The Solicitation Agent will receive a fee of approximately $_______ for such
services, plus reimbursement of out-of-pocket expenses. The Trustees and
officers of the Company and their affiliates may also solicit proxies by
telephone, telegram or personal contact, and such persons will receive no
additional compensation for such services. Copies of solicitation materials will
be furnished to fiduciaries, custodians and brokerage houses for forwarding to
beneficial owners of the Company shares held in their name. The Company will
bear the cost of preparing and mailing proxy materials in connection with the
Special Meeting and the solicitation of proxies, and the cost of commission
filing fees and printing costs in connection with this Proxy Statement.
9
THE TRANSACTION
REASONS FOR THE TRANSACTION AND RECOMMENDATION OF THE BOARD OF TRUSTEES
In reaching its conclusion, the Board of Trustees considered, without
assigning relative weight to, the following factors:
(i) The Transaction will provide the Company with additional experienced
management personnel and significant property management, development and
construction infrastructure, all of which will expand its business and
development capabilities in the Mid-Atlantic region of the United States.
In addition, the Company will have the option to acquire 91 acres, adjacent
to certain of the properties being acquired, suitable for development of
office properties.
(ii) The Transaction will increase the Company's asset and capital base and
diversify its sources of revenue. While increased profitability does not
necessarily result from increased size, the Board of Trustees believes the
Company's increased size should enhance its access to capital and reduce
its costs of capital.
(iii) The Transaction will give the Company a major presence in the
Baltimore/Washington market, enhancing the geographic diversity of the
Company's ownership interests and operations and the Company's goal of
becoming a significant participant in key markets in the Mid-Atlantic
region of the United States.
(iv) The Transaction is expected to be accretive, and therefore economically
advantageous to the Company's current shareholders.

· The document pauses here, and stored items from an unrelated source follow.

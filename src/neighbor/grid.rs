use crate::{
    simbox::SimBox,
    utils::{indices, Axis},
};

/// Uniform cell grid over the whole box, used to bucket atoms so that pair
/// search only visits adjacent cells.
///
/// Cells are at least as large as the requested reach along every axis, so
/// any pair within reach lies in the same or an adjacent cell (with cell
/// adjacency wrapping on periodic axes).
#[derive(Clone, Debug)]
pub struct CellGrid {
    cell_size: [f64; 3],
    dims: [usize; 3],
    periodic: [bool; 3],
}
impl CellGrid {
    pub fn new(simbox: &SimBox, reach: f64) -> Self {
        assert!(reach > 0.0, "Cell reach should be positive, found {}", reach);
        let mut dims = [0usize; 3];
        let mut cell_size = [0.0; 3];
        for axis in Axis::ALL {
            let i = axis.index();
            let edge = simbox.edge(axis);
            dims[i] = ((edge / reach).floor() as usize).max(1);
            cell_size[i] = edge / dims[i] as f64;
        }
        Self {
            cell_size,
            dims,
            periodic: simbox.periodic_flags(),
        }
    }

    pub fn dims(&self) -> [usize; 3] {
        self.dims
    }
    pub fn num_cells(&self) -> usize {
        self.dims[0] * self.dims[1] * self.dims[2]
    }

    /// The cell holding a canonical position. Coordinates on the closing
    /// box edge are clamped into the last cell.
    pub fn cell_of(&self, pos: &[f64; 3]) -> usize {
        let mut idx = [0usize; 3];
        for i in 0..3 {
            let c = (pos[i] / self.cell_size[i]).floor();
            idx[i] = (c.max(0.0) as usize).min(self.dims[i] - 1);
        }
        indices::linear_index(idx, self.dims)
    }

    /// Distinct cells adjacent to `cell` (including itself), wrapping on
    /// periodic axes and clipping at non-periodic walls. Sorted and
    /// deduplicated so small grids never yield a cell twice.
    pub fn adjacent_cells(&self, cell: usize) -> Vec<usize> {
        let idx = indices::multi_index(cell, self.dims);
        let mut cells = Vec::with_capacity(27);
        for dx in -1i64..=1 {
            for dy in -1i64..=1 {
                for dz in -1i64..=1 {
                    if let Some(c) = self.offset(idx, [dx, dy, dz]) {
                        cells.push(c);
                    }
                }
            }
        }
        cells.sort_unstable();
        cells.dedup();
        cells
    }

    fn offset(&self, idx: [usize; 3], d: [i64; 3]) -> Option<usize> {
        let mut out = [0usize; 3];
        for i in 0..3 {
            let n = self.dims[i] as i64;
            let raw = idx[i] as i64 + d[i];
            out[i] = if self.periodic[i] {
                raw.rem_euclid(n) as usize
            } else if (0..n).contains(&raw) {
                raw as usize
            } else {
                return None;
            };
        }
        Some(indices::linear_index(out, self.dims))
    }
}

#[cfg(test)]
mod tests {
    use super::*;

    fn grid(edge: f64, reach: f64, periodic: bool) -> CellGrid {
        let simbox = SimBox::new([edge; 3], [periodic; 3], [1, 1, 1]).unwrap();
        CellGrid::new(&simbox, reach)
    }

    #[test]
    fn cells_are_no_smaller_than_the_reach() {
        let g = grid(52.6, 8.8, true);
        assert_eq!(g.dims(), [5, 5, 5]);
        assert!(g.cell_size.iter().all(|&s| s >= 8.8));
    }

    #[test]
    fn adjacency_wraps_and_dedups() {
        // 5 cells per axis: full 27-cell stencil
        assert_eq!(grid(50.0, 10.0, true).adjacent_cells(0).len(), 27);
        // 2 cells per axis: +1 and -1 alias, 8 distinct cells
        assert_eq!(grid(20.0, 10.0, true).adjacent_cells(0).len(), 8);
        // 1 cell per axis: everything aliases to the cell itself
        assert_eq!(grid(10.0, 10.0, true).adjacent_cells(0).len(), 1);
        // corner of a non-periodic box only sees 8 cells
        assert_eq!(grid(50.0, 10.0, false).adjacent_cells(0).len(), 8);
    }

    #[test]
    fn edge_coordinates_land_in_the_last_cell() {
        let g = grid(50.0, 10.0, true);
        assert_eq!(g.cell_of(&[50.0 - 1e-12, 0.0, 0.0]), g.cell_of(&[49.0, 0.0, 0.0]));
    }
}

(v) In addition to adding up to 18 properties to the Company's portfolio, the
Transaction will add more than 130 tenants to the Company's tenant base,
for a combined total of more than 215 tenants. This adds to the diversity
and stability of the Company's portfolio.
(vi) The addition of the CRE employees and CRM will make the Company one of the
largest property managers in its market area, and will increase the square
footage of the office properties managed by the Company to more than 17
million (including approximately four million square feet in properties
owned, or to be owned by the Company).
The terms of the Transaction were negotiated by the respective managements
of the Company and Constellation. The Company did not obtain independent
appraisals of the specific Constellation Properties or Constellation Service
Companies, nor did the Company obtain an independent appraisal, valuation or
fairness opinion with respect to the Transaction as a whole. Constellation did
obtain a fairness opinion from an independent party, solely for the benefit of
Constellation.
The Board of Trustees has unanimously agreed that the Transaction is in the
best interests of the shareholders of the Company, and has unanimously
recommended that the shareholders approve the Transaction.
10
THE BOARD OF TRUSTEES RECOMMENDS A VOTE FOR APPROVAL
OF THE TRANSACTION.
TERMS OF THE TRANSACTION
The following summary of the material provisions of the Transaction
Agreements is qualified in its entirety by reference to the Transaction
Agreements, copies of which have been filed with the Securities and Exchange
Commission as Exhibits to this Proxy Statement.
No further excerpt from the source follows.